▶ [About this task]:
Filter out all lines without the word "DatabaseConfig" from the data below, please, and copy the rest.

[Stored data]
----------------------------------------

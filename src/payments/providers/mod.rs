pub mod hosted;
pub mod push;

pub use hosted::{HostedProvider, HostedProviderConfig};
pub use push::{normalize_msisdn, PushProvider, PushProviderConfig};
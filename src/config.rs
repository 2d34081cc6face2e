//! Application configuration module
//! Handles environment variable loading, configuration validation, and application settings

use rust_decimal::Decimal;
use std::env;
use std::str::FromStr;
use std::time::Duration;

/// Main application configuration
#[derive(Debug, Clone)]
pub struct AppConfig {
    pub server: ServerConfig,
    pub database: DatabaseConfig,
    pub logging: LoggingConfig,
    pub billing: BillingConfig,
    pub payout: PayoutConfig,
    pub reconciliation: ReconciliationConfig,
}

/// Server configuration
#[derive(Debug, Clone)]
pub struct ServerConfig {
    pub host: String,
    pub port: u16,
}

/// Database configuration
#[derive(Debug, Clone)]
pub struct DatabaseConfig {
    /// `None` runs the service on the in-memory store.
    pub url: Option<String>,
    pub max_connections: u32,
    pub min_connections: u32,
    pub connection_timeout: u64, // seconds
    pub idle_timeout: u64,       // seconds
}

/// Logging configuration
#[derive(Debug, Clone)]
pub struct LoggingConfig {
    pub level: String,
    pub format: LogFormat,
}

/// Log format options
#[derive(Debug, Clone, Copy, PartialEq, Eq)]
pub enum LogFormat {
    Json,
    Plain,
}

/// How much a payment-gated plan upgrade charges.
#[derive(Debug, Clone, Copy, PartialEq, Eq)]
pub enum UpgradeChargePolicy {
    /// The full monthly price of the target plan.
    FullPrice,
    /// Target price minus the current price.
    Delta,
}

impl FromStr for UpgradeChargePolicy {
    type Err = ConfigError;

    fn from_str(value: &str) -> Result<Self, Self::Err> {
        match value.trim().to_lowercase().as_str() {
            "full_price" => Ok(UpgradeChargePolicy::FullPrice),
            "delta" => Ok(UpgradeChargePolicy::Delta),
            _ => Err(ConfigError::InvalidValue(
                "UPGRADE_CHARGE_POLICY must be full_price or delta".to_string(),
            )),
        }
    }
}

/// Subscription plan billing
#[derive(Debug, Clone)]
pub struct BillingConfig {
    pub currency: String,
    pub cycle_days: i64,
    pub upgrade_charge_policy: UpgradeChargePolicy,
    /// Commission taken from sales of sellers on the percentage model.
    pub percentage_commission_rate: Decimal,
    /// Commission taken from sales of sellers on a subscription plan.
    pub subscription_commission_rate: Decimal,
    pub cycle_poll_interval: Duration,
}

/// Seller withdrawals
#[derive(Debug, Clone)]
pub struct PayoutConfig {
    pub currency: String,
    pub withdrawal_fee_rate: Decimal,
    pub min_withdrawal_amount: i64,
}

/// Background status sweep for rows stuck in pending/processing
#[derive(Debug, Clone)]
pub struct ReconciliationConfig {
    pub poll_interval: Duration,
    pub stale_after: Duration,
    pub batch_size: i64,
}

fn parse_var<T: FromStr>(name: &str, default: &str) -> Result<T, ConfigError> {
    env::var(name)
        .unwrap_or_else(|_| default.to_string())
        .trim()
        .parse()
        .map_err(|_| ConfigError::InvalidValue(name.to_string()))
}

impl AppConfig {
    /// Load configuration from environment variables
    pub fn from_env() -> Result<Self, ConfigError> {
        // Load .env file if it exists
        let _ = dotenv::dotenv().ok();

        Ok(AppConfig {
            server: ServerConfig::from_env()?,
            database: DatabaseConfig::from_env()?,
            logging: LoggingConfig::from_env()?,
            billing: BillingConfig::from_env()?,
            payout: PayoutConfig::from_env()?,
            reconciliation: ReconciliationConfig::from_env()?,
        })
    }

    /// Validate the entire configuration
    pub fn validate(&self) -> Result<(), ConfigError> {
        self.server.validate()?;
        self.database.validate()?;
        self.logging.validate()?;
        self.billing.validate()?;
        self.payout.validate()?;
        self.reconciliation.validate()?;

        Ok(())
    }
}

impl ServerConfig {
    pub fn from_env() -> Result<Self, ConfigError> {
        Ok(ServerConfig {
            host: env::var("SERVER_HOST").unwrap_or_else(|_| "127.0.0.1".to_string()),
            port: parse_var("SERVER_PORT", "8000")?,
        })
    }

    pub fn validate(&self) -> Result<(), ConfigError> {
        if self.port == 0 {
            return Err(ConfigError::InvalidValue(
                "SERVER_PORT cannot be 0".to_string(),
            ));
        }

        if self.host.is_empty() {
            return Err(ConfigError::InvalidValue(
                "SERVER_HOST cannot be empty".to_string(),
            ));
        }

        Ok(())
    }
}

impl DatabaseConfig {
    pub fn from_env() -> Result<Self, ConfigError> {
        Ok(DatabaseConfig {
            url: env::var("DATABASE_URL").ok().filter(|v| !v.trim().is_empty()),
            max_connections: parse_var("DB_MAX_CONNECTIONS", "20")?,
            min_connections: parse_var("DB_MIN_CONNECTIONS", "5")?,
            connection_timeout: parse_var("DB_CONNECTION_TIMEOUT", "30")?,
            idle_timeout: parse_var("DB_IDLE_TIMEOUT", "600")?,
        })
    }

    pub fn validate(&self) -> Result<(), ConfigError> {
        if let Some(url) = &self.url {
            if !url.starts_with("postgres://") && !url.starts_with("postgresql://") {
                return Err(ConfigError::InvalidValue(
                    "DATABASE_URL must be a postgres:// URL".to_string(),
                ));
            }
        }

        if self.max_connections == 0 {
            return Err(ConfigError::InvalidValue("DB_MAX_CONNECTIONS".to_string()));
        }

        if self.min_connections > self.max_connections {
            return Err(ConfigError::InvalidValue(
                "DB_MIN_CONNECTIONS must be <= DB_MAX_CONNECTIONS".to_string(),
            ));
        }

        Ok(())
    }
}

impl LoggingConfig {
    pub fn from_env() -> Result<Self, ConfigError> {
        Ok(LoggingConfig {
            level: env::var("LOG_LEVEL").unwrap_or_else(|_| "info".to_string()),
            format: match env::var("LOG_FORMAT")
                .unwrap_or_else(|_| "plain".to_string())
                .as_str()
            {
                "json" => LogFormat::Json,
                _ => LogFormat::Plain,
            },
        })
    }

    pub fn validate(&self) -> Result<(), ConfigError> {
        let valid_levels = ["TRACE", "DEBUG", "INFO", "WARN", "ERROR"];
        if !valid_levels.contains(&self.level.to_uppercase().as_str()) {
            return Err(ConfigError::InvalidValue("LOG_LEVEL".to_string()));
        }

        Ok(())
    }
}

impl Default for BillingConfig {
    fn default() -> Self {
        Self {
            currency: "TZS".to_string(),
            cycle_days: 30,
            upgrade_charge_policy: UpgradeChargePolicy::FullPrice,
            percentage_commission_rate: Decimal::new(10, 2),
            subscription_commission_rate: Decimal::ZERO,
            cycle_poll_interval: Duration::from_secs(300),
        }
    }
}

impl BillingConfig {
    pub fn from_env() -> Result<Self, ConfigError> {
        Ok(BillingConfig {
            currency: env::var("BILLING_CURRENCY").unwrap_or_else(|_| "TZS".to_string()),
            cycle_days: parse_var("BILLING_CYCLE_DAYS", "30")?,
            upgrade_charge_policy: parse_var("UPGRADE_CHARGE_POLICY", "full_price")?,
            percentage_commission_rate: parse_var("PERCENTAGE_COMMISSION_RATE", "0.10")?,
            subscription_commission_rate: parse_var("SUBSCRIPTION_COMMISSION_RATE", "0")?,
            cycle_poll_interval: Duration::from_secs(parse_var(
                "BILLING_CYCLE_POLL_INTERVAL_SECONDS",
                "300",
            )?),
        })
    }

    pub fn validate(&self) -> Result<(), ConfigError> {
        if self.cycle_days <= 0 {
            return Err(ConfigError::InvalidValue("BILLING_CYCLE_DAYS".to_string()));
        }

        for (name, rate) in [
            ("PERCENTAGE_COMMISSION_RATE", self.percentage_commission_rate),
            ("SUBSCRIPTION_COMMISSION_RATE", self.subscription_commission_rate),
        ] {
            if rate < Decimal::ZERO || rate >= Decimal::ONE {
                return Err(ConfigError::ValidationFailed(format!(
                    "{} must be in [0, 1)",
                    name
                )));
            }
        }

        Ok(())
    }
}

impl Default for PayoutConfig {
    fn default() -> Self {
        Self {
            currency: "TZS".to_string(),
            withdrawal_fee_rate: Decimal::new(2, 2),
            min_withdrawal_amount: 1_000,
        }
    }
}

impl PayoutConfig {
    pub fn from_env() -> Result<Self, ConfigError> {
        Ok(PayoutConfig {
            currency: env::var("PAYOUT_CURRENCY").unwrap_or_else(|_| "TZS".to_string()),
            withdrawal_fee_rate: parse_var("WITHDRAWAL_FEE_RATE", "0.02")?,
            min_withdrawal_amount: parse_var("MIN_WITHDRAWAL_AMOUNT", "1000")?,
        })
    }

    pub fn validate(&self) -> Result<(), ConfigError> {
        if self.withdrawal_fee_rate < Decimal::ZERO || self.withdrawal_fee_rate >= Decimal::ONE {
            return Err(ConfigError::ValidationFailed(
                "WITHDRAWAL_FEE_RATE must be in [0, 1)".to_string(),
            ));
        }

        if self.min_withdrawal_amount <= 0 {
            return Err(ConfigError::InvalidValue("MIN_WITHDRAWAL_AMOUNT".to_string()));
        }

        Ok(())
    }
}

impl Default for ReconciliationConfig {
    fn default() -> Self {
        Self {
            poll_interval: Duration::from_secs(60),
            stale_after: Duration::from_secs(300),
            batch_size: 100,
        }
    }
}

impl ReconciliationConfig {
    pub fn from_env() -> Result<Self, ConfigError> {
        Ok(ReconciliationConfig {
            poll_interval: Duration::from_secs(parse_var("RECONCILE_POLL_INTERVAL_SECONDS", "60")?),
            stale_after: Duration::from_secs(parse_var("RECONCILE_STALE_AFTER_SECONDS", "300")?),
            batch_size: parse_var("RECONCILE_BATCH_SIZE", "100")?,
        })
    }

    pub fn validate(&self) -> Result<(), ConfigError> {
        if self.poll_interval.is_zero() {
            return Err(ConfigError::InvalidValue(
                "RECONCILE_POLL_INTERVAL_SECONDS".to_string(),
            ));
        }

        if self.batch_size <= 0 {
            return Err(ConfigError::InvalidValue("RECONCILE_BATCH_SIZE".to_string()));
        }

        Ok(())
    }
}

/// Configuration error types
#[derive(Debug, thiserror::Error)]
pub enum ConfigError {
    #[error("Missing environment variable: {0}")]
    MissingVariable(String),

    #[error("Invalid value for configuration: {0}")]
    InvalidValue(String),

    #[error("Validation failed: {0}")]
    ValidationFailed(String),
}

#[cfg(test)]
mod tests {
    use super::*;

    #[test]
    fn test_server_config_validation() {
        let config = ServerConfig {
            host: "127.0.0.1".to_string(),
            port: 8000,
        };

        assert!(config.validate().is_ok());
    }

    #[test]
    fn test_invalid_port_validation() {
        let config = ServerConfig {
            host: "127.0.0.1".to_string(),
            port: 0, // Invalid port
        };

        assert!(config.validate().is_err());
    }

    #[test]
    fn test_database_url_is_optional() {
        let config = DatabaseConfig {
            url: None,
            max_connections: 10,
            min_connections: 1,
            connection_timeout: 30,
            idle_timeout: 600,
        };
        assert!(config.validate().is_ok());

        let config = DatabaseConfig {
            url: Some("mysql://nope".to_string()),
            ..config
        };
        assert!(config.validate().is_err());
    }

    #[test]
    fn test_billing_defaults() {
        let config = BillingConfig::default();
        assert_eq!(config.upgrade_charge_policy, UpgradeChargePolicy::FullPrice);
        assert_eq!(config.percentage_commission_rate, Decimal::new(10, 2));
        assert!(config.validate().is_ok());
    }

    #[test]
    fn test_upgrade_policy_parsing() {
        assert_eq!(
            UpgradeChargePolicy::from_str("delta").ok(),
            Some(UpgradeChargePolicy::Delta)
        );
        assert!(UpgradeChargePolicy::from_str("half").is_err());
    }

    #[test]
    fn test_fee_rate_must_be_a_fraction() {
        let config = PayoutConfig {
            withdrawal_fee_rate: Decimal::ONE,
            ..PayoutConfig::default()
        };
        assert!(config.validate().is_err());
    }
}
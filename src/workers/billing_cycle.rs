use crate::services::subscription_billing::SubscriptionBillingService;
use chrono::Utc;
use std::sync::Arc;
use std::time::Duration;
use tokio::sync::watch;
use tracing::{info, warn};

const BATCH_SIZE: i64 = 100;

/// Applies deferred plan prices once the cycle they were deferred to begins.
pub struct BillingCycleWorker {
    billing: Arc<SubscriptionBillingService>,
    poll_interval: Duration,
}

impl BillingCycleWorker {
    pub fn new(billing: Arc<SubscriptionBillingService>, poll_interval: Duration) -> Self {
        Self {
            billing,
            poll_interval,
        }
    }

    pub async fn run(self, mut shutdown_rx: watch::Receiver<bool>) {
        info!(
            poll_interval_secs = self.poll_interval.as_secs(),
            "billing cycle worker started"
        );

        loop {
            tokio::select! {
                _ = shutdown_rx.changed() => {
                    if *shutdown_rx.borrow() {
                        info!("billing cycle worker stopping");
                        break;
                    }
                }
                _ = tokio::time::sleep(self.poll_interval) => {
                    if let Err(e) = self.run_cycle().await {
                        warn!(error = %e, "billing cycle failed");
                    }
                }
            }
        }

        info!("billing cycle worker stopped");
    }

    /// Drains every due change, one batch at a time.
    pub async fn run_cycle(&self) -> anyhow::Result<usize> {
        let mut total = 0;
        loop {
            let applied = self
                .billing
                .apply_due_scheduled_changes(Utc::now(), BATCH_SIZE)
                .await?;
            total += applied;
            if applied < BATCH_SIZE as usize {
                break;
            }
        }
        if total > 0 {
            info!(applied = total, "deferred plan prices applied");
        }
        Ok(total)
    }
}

----------------------------------------

▶ [Output below]:
    pub database: DatabaseConfig,
pub struct DatabaseConfig {
            database: DatabaseConfig::from_env()?,
impl DatabaseConfig {
        Ok(DatabaseConfig {
        let config = DatabaseConfig {
        let config = DatabaseConfig {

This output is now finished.